Collecting high-quality adversarial data for machine reading comprehension tasks with humans and models in the loop
This work addresses the problem of improving adversarial robustness in extractive QA systems for researchers, but it is incremental as it focuses on annotation experiences and analyses rather than novel methods or broad advancements.
The authors tackled the challenge of creating high-quality adversarial data for machine reading comprehension by participating in a workshop task, using a quasi-experimental annotation design with humans and models in the loop. They analyzed factors like successful adversarial attacks, cost, and annotator confidence, providing recommendations for future data collection efforts.
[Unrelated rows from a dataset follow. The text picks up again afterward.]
//! Rotation Timing
//!
//! Timing knobs for one spinner strip. The steady-state cadence is derived
//! from the animation, pause and buffer phases so that the host can drive its
//! transition animation from [`RotationTiming::animation_duration`] while the
//! sequencer ticks at [`RotationTiming::cadence`].
//!
//! ```text
//! start()                                                     stop()
//!   │ first_tick_delay                                          │ exit_delay
//!   ├──────┤tick├───── cadence ─────┤tick├───── cadence ─────┤  ├──────┤on_stopped
//!   │      │ animation │ pause │buf │                            │
//!   ├──── settle_delay ────┤on_started
//! ```

use std::time::Duration;

use serde::{Deserialize, Serialize};

use crate::error::{Result, SpinnerError};

/// Length of the slide animation for one rotation
pub const DEFAULT_ANIMATION_MS: u64 = 850;

/// Rest between the end of one slide and the next tick
pub const DEFAULT_PAUSE_MS: u64 = 450;

/// Extra slack so consecutive slides never overlap
pub const DEFAULT_BUFFER_MS: u64 = 100;

/// Delay before the first tick after `start()`
pub const DEFAULT_FIRST_TICK_DELAY_MS: u64 = 100;

/// Entry animation length, after which `on_started` fires
pub const DEFAULT_SETTLE_DELAY_MS: u64 = 500;

/// Exit animation length, after which `on_stopped` fires
pub const DEFAULT_EXIT_DELAY_MS: u64 = 400;

/// Timing configuration for a [`RotationSequencer`](crate::RotationSequencer)
#[derive(Clone, Copy, Debug, PartialEq, Eq, Serialize, Deserialize)]
pub struct RotationTiming {
    /// Duration of the host's per-tick transition animation
    pub animation: Duration,
    /// Pause after the transition before the next tick
    pub pause: Duration,
    /// Small buffer added on top of animation and pause
    pub buffer: Duration,
    /// Delay between `start()` and the first tick
    pub first_tick_delay: Duration,
    /// Delay between `start()` and the started completion
    pub settle_delay: Duration,
    /// Delay between `stop()` and the stopped completion
    pub exit_delay: Duration,
}

impl Default for RotationTiming {
    fn default() -> Self {
        Self {
            animation: Duration::from_millis(DEFAULT_ANIMATION_MS),
            pause: Duration::from_millis(DEFAULT_PAUSE_MS),
            buffer: Duration::from_millis(DEFAULT_BUFFER_MS),
            first_tick_delay: Duration::from_millis(DEFAULT_FIRST_TICK_DELAY_MS),
            settle_delay: Duration::from_millis(DEFAULT_SETTLE_DELAY_MS),
            exit_delay: Duration::from_millis(DEFAULT_EXIT_DELAY_MS),
        }
    }
}

impl RotationTiming {
    /// Create timing with default values
    #[must_use]
    pub fn new() -> Self {
        Self::default()
    }

    /// Timing with a fixed cadence and no animation split
    ///
    /// The whole cadence is attributed to the animation phase.
    #[must_use]
    pub fn with_cadence(cadence: Duration) -> Self {
        Self {
            animation: cadence,
            pause: Duration::ZERO,
            buffer: Duration::ZERO,
            ..Self::default()
        }
    }

    /// Short timings for tests
    #[must_use]
    pub fn for_testing() -> Self {
        Self {
            animation: Duration::from_millis(30),
            pause: Duration::from_millis(15),
            buffer: Duration::from_millis(5),
            first_tick_delay: Duration::from_millis(10),
            settle_delay: Duration::from_millis(20),
            exit_delay: Duration::from_millis(20),
        }
    }

    /// Set the animation phase
    #[must_use]
    pub fn with_animation(mut self, animation: Duration) -> Self {
        self.animation = animation;
        self
    }

    /// Set the pause phase
    #[must_use]
    pub fn with_pause(mut self, pause: Duration) -> Self {
        self.pause = pause;
        self
    }

    /// Set the buffer phase
    #[must_use]
    pub fn with_buffer(mut self, buffer: Duration) -> Self {
        self.buffer = buffer;
        self
    }

    /// Set the first tick delay
    #[must_use]
    pub fn with_first_tick_delay(mut self, delay: Duration) -> Self {
        self.first_tick_delay = delay;
        self
    }

    /// Set the settle delay
    #[must_use]
    pub fn with_settle_delay(mut self, delay: Duration) -> Self {
        self.settle_delay = delay;
        self
    }

    /// Set the exit delay
    #[must_use]
    pub fn with_exit_delay(mut self, delay: Duration) -> Self {
        self.exit_delay = delay;
        self
    }

    /// Duration of the host's transition animation for one tick
    #[must_use]
    pub fn animation_duration(&self) -> Duration {
        self.animation
    }

    /// Total cycle duration between ticks
    #[must_use]
    pub fn cadence(&self) -> Duration {
        self.animation + self.pause + self.buffer
    }

    /// Check that the cadence is positive
    ///
    /// # Errors
    ///
    /// Returns [`SpinnerError::InvalidTiming`] if animation, pause and buffer
    /// sum to zero. A zero period would make the tick loop spin.
    pub fn validate(&self) -> Result<()> {
        if self.cadence().is_zero() {
            return Err(SpinnerError::InvalidTiming(
                "cadence (animation + pause + buffer) must be positive".to_string(),
            ));
        }
        Ok(())
    }
}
We present our experience as annotators in the creation of high-quality, adversarial machine-reading-comprehension data for extractive QA for Task 1 of the First Workshop on Dynamic Adversarial Data Collection (DADC). DADC is an emergent data collection paradigm with both models and humans in the loop. We set up a quasi-experimental annotation design and perform quantitative analyses across groups with different numbers of annotators focusing on successful adversarial attacks, cost analysis, and annotator confidence correlation. We further perform a qualitative analysis of our perceived difficulty of the task given the different topics of the passages in our dataset and conclude with recommendations and suggestions that might be of value to people working on future DADC tasks and related annotation interfaces.